Sudan has agreed to allow 3,500 African Union troops into embattled western Darfur as a means of building confidence among civilians who, UN officials have repeatedly said, do not trust their own government authorities. Among other roles, the African Union monitors will be allowed to police the Sudanese police.
The agreement represents the most dramatic step taken by this government to comply with the demands of the UN Security Council. It is already under international pressure, most notably the threat of sanctions, should it fail to restore security in Darfur.

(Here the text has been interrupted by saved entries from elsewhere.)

//! # Quarry CLI (`qry`)
//!
//! The `qry` binary is the primary interface for Quarry. It provides
//! commands for store initialization, directory indexing, search, answer
//! synthesis, and store maintenance.
//!
//! ## Usage
//!
//! ```bash
//! qry --config ./config/quarry.toml <command>
//! ```
//!
//! ## Commands
//!
//! | Command | Description |
//! |---------|-------------|
//! | `qry init` | Create the store and run schema migrations |
//! | `qry index <dir>` | Index source files under a directory |
//! | `qry search "<query>"` | Retrieve ranked sources for a query |
//! | `qry ask "<query>"` | Answer a question from indexed content |
//! | `qry get <id>` | Retrieve a stored chunk by id |
//! | `qry count` | Print the number of stored chunks |
//! | `qry clear` | Delete every stored chunk |

use std::path::PathBuf;
use std::sync::Arc;

use anyhow::Result;
use clap::{Parser, Subcommand};
use tracing_subscriber::EnvFilter;

use quarry::config::{self, Config};
use quarry::provider::create_provider;
use quarry::sqlite_store::SqliteStore;
use quarry::{ask, db, index, DocumentStore};

use quarry_core::store::memory::InMemoryStore;

/// Quarry CLI — a local-first code-context indexing and retrieval engine
/// for AI tools.
///
/// All commands accept a `--config` flag pointing to a TOML configuration
/// file. See `config/quarry.example.toml` for a full example.
#[derive(Parser)]
#[command(
    name = "qry",
    about = "Quarry — a local-first code-context indexing and retrieval engine for AI tools",
    version,
    long_about = "Quarry indexes source files into a document/vector store, retrieves \
    relevant chunks through hybrid (lexical + semantic) search with query expansion, \
    and can synthesize answers from the retrieved context via an AI provider."
)]
struct Cli {
    /// Path to configuration file (TOML).
    ///
    /// Defaults to `./config/quarry.toml`. Store, chunking, retrieval, and
    /// embedding settings are read from this file.
    #[arg(long, global = true, default_value = "./config/quarry.toml")]
    config: PathBuf,

    #[command(subcommand)]
    command: Commands,
}

/// Top-level CLI commands.
#[derive(Subcommand)]
enum Commands {
    /// Initialize the store.
    ///
    /// For the sqlite backend this creates the database file and runs the
    /// schema migration. This command is idempotent.
    Init,

    /// Index source files under a directory.
    ///
    /// Walks the directory, chunks matching files, optionally embeds the
    /// chunks, and upserts them. Re-running skips unchanged files.
    Index {
        /// Root directory to index.
        dir: PathBuf,
    },

    /// Retrieve ranked sources for a query.
    ///
    /// With an embedding provider configured this runs hybrid retrieval
    /// over the expanded query; otherwise it falls back to lexical search.
    Search {
        /// The search query string.
        query: String,
    },

    /// Answer a question from indexed content.
    ///
    /// Retrieves relevant chunks and synthesizes an answer with the
    /// configured chat model. Requires an embedding provider.
    Ask {
        /// The question to answer.
        query: String,
    },

    /// Retrieve a stored chunk by id.
    ///
    /// Chunk ids have the form `<relative path>#<index>`.
    Get {
        /// Chunk id.
        id: String,
    },

    /// Print the number of stored chunks.
    Count,

    /// Delete every stored chunk.
    Clear,
}

/// Build the configured store backend and initialize it.
async fn open_store(cfg: &Config) -> Result<Arc<dyn DocumentStore>> {
    let metric = cfg.store.metric()?;
    let store: Arc<dyn DocumentStore> = match cfg.store.backend.as_str() {
        "sqlite" => {
            let path = cfg
                .store
                .path
                .as_ref()
                .ok_or_else(|| anyhow::anyhow!("store.path is required for the sqlite backend"))?;
            let pool = db::connect(path).await?;
            Arc::new(SqliteStore::new(pool, metric))
        }
        _ => Arc::new(InMemoryStore::new(metric)),
    };
    store.initialize("quarry").await?;
    Ok(store)
}

#[tokio::main]
async fn main() -> Result<()> {
    tracing_subscriber::fmt()
        .with_env_filter(
            EnvFilter::try_from_default_env().unwrap_or_else(|_| EnvFilter::new("warn")),
        )
        .with_writer(std::io::stderr)
        .init();

    let cli = Cli::parse();
    let cfg = config::load_config(&cli.config)?;
    let store = open_store(&cfg).await?;
    let provider = create_provider(&cfg.embedding)?;

    match cli.command {
        Commands::Init => {
            println!("Store initialized successfully.");
        }
        Commands::Index { dir } => {
            let summary = index::index_directory(store.as_ref(), provider.as_ref(), &cfg, &dir)
                .await?;
            println!(
                "Indexed {} files ({} skipped): {} chunks, {} embedded.",
                summary.files, summary.skipped, summary.chunks, summary.embedded
            );
        }
        Commands::Search { query } => {
            let retrieval = ask::search(store.as_ref(), provider.as_ref(), &cfg, &query).await?;
            if retrieval.is_empty() {
                println!("No results.");
            } else {
                for (i, result) in retrieval.results.iter().enumerate() {
                    println!("{}. [{:.3}] {}", i + 1, result.score, result.id);
                    println!("   {}", snippet(&result.content));
                }
                println!("\nConfidence: {:.2}", retrieval.confidence);
                if !retrieval.dropped_terms.is_empty() {
                    println!("Dropped terms: {}", retrieval.dropped_terms.join(", "));
                }
            }
        }
        Commands::Ask { query } => {
            let answer = ask::ask(store.as_ref(), provider.as_ref(), &cfg, &query).await?;
            if answer.retrieval.is_empty() {
                println!("No results.");
            } else {
                println!("{}", answer.text);
                println!("\nSources (confidence {:.2}):", answer.retrieval.confidence);
                for result in &answer.retrieval.results {
                    println!("  [{:.3}] {}", result.score, result.id);
                }
            }
        }
        Commands::Get { id } => match store.get(&id).await? {
            Some(doc) => {
                println!("id: {}", doc.id);
                for (key, value) in &doc.metadata {
                    println!("{}: {}", key, serde_json::to_string(value)?);
                }
                println!(
                    "vector: {}",
                    doc.vector
                        .as_ref()
                        .map_or("none".to_string(), |v| format!("{} dims", v.len()))
                );
                println!("\n{}", doc.content);
            }
            None => {
                println!("Not found: {}", id);
                std::process::exit(1);
            }
        },
        Commands::Count => {
            println!("{}", store.count().await?);
        }
        Commands::Clear => {
            store.clear().await?;
            println!("Store cleared.");
        }
    }

    Ok(())
}

/// First line of a chunk, truncated for terminal display.
fn snippet(content: &str) -> String {
    let line = content.lines().next().unwrap_or_default();
    let mut out: String = line.chars().take(96).collect();
    if out.len() < line.len() {
        out.push('…');
    }
    out
}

The war has killed tens of thousands of people and displaced nearly 1.5 million from their homes, mostly black Africans. It began in early 2003 with a rebel uprising that demanded greater political and economic rights for the long-oppressed west. The Arab-led government responded with violence, using its own military and arming private Arab militias.
The US has called the violence genocidal. The UN Security Council, in a resolution passed in September, charged a commission of inquiry with determining whether the violence in Darfur met the criteria for genocide.
The government's decision comes as the Security Council prepares to review a report on Sudan's progress by the secretary-general's special representative on Sudan, Jan Pronk. The swift expansion of African Union troops and the broadening of their mandate has been among his key demands.
"We need many thousands of African Union troops with a broad mandate, quick deployment, big numbers," Pronk said in an interview last week.
Until now, Sudan has opposed foreign intervention in security matters and allowed only a handful of African Union soldiers to monitor a cease-fire agreement; in the Darfur area roughly the size of France, there are 68 unarmed monitors and 308 armed troops to protect them.
In a speech to the Council on Foreign Relations in New York on Friday, Sudanese Foreign Minister Mustafa Osman Ismail said his government had asked the African Union to work with its security forces in Darfur "so that we will make sure that there is no violation of human rights, there is no killing, there is building of confidence."
"We need to expand their mandate and to give them more mandates: for protection, mandate for checking, mandate for investigating; and yes, they need such mandates," he said.
Adam Thiam, an African Union Commission spokesman in Addis Ababa, on Friday that deployment would begin as soon as possible. Both Nigeria and Rwanda have committed the necessary number of troops, but logistical support like trucks and helicopters remain an obstacle.
Pronk's spokeswoman, Radhia Achour, welcomed the government's move as a "major step forward."
The broadened mandate of the African Union would include monitoring the Sudanese police, but would fall significantly short of the authorization to protect civilians. That has not been discussed and is unlikely to be accepted by Sudan, UN officials have said.